• _EXERCISE INSTRUCTIONS_: For this exercise, set down all the records exactly as given.

• _DATA UNDER STUDY_:
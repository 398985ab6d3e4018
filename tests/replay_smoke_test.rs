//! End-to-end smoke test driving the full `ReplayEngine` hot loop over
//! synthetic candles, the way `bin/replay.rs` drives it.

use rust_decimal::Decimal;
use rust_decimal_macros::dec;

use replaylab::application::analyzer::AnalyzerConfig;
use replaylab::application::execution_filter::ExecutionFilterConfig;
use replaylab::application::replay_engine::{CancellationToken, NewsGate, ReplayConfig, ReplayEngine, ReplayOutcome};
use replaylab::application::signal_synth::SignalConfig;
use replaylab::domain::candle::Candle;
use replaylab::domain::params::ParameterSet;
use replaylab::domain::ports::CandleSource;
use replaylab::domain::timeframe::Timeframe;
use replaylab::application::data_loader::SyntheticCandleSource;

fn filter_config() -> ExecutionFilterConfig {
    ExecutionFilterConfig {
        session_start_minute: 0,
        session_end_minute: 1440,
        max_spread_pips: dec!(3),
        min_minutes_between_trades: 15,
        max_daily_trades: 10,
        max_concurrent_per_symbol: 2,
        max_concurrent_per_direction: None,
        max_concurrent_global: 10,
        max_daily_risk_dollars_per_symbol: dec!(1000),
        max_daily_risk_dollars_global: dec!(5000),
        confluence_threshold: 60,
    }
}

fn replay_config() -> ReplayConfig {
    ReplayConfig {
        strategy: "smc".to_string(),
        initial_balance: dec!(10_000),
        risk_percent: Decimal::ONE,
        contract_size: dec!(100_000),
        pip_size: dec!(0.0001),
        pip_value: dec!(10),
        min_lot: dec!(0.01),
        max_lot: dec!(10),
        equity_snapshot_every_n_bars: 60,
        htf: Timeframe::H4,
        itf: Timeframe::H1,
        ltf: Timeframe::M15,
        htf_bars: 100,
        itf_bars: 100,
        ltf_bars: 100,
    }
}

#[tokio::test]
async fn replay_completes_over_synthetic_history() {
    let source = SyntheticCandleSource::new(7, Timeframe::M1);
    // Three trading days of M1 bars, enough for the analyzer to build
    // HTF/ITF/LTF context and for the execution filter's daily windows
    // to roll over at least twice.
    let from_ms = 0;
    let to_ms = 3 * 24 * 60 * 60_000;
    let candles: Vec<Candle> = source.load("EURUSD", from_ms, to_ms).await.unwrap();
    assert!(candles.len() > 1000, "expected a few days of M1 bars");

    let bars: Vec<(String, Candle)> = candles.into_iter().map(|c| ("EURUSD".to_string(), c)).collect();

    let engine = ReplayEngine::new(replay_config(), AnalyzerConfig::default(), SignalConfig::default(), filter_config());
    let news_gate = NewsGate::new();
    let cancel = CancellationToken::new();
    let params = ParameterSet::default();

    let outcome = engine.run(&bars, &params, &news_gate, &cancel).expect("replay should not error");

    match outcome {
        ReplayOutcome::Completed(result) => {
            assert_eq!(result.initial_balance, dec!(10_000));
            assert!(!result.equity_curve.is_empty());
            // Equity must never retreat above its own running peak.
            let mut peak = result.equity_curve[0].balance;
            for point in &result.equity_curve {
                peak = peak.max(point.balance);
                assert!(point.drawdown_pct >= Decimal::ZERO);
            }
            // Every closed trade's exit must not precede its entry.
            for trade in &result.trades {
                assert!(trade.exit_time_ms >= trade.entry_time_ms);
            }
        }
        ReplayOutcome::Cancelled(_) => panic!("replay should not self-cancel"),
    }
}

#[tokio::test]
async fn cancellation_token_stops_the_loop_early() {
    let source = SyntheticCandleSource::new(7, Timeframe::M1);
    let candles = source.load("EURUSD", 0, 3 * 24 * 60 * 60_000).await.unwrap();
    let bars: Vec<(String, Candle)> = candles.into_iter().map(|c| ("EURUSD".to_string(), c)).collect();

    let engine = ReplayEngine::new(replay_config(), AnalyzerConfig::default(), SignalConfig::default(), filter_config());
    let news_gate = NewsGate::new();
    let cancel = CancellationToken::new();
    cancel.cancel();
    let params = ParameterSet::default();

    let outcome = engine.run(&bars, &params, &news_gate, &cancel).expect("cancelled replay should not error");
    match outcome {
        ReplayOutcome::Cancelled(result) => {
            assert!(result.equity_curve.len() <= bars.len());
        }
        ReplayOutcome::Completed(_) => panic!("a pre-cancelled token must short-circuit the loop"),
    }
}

• _FINISHED TASK_:
repository 398985ab6d3e4018
filename tests/replay_smoke_test.rs
//! End-to-end smoke test driving the full `ReplayEngine` hot loop over
//! synthetic candles, the way `bin/replay.rs` drives it.

use rust_decimal::Decimal;
use rust_decimal_macros::dec;

use replaylab::application::analyzer::AnalyzerConfig;
use replaylab::application::execution_filter::ExecutionFilterConfig;
use replaylab::application::replay_engine::{CancellationToken, NewsGate, ReplayConfig, ReplayEngine, ReplayOutcome};
use replaylab::application::signal_synth::SignalConfig;
use replaylab::domain::candle::Candle;
use replaylab::domain::params::ParameterSet;
use replaylab::domain::ports::CandleSource;
use replaylab::domain::timeframe::Timeframe;
use replaylab::application::data_loader::SyntheticCandleSource;

fn filter_config() -> ExecutionFilterConfig {
    ExecutionFilterConfig {
        session_start_minute: 0,
        session_end_minute: 1440,
        max_spread_pips: dec!(3),
        min_minutes_between_trades: 15,
        max_daily_trades: 10,
        max_concurrent_per_symbol: 2,
        max_concurrent_per_direction: None,
        max_concurrent_global: 10,
        max_daily_risk_dollars_per_symbol: dec!(1000),
        max_daily_risk_dollars_global: dec!(5000),
        confluence_threshold: 60,
    }
}

fn replay_config() -> ReplayConfig {
    ReplayConfig {
        strategy: "smc".to_string(),
        initial_balance: dec!(10_000),
        risk_percent: Decimal::ONE,
        contract_size: dec!(100_000),
        pip_size: dec!(0.0001),
        pip_value: dec!(10),
        min_lot: dec!(0.01),
        max_lot: dec!(10),
        equity_snapshot_every_n_bars: 60,
        htf: Timeframe::H4,
        itf: Timeframe::H1,
        ltf: Timeframe::M15,
        htf_bars: 100,
        itf_bars: 100,
        ltf_bars: 100,
    }
}

#[tokio::test]
async fn replay_completes_over_synthetic_history() {
    let source = SyntheticCandleSource::new(7, Timeframe::M1);
    // Three trading days of M1 bars, enough for the analyzer to build
    // HTF/ITF/LTF context and for the execution filter's daily windows
    // to roll over at least twice.
    let from_ms = 0;
    let to_ms = 3 * 24 * 60 * 60_000;
    let candles: Vec<Candle> = source.load("EURUSD", from_ms, to_ms).await.unwrap();
    assert!(candles.len() > 1000, "expected a few days of M1 bars");

    let bars: Vec<(String, Candle)> = candles.into_iter().map(|c| ("EURUSD".to_string(), c)).collect();

    let engine = ReplayEngine::new(replay_config(), AnalyzerConfig::default(), SignalConfig::default(), filter_config());
    let news_gate = NewsGate::new();
    let cancel = CancellationToken::new();
    let params = ParameterSet::default();

    let outcome = engine.run(&bars, &params, &news_gate, &cancel).expect("replay should not error");

    match outcome {
        ReplayOutcome::Completed(result) => {
            assert_eq!(result.initial_balance, dec!(10_000));
            assert!(!result.equity_curve.is_empty());
            // Equity must never retreat above its own running peak.
            let mut peak = result.equity_curve[0].balance;
            for point in &result.equity_curve {
                peak = peak.max(point.balance);
                assert!(point.drawdown_pct >= Decimal::ZERO);
            }
            // Every closed trade's exit must not precede its entry.
            for trade in &result.trades {
                assert!(trade.exit_time_ms >= trade.entry_time_ms);
            }
        }
        ReplayOutcome::Cancelled(_) => panic!("replay should not self-cancel"),
    }
}

#[tokio::test]
async fn cancellation_token_stops_the_loop_early() {
    let source = SyntheticCandleSource::new(7, Timeframe::M1);
    let candles = source.load("EURUSD", 0, 3 * 24 * 60 * 60_000).await.unwrap();
    let bars: Vec<(String, Candle)> = candles.into_iter().map(|c| ("EURUSD".to_string(), c)).collect();

    let engine = ReplayEngine::new(replay_config(), AnalyzerConfig::default(), SignalConfig::default(), filter_config());
    let news_gate = NewsGate::new();
    let cancel = CancellationToken::new();
    cancel.cancel();
    let params = ParameterSet::default();

    let outcome = engine.run(&bars, &params, &news_gate, &cancel).expect("cancelled replay should not error");
    match outcome {
        ReplayOutcome::Cancelled(result) => {
            assert!(result.equity_curve.len() <= bars.len());
        }
        ReplayOutcome::Completed(_) => panic!("a pre-cancelled token must short-circuit the loop"),
    }
}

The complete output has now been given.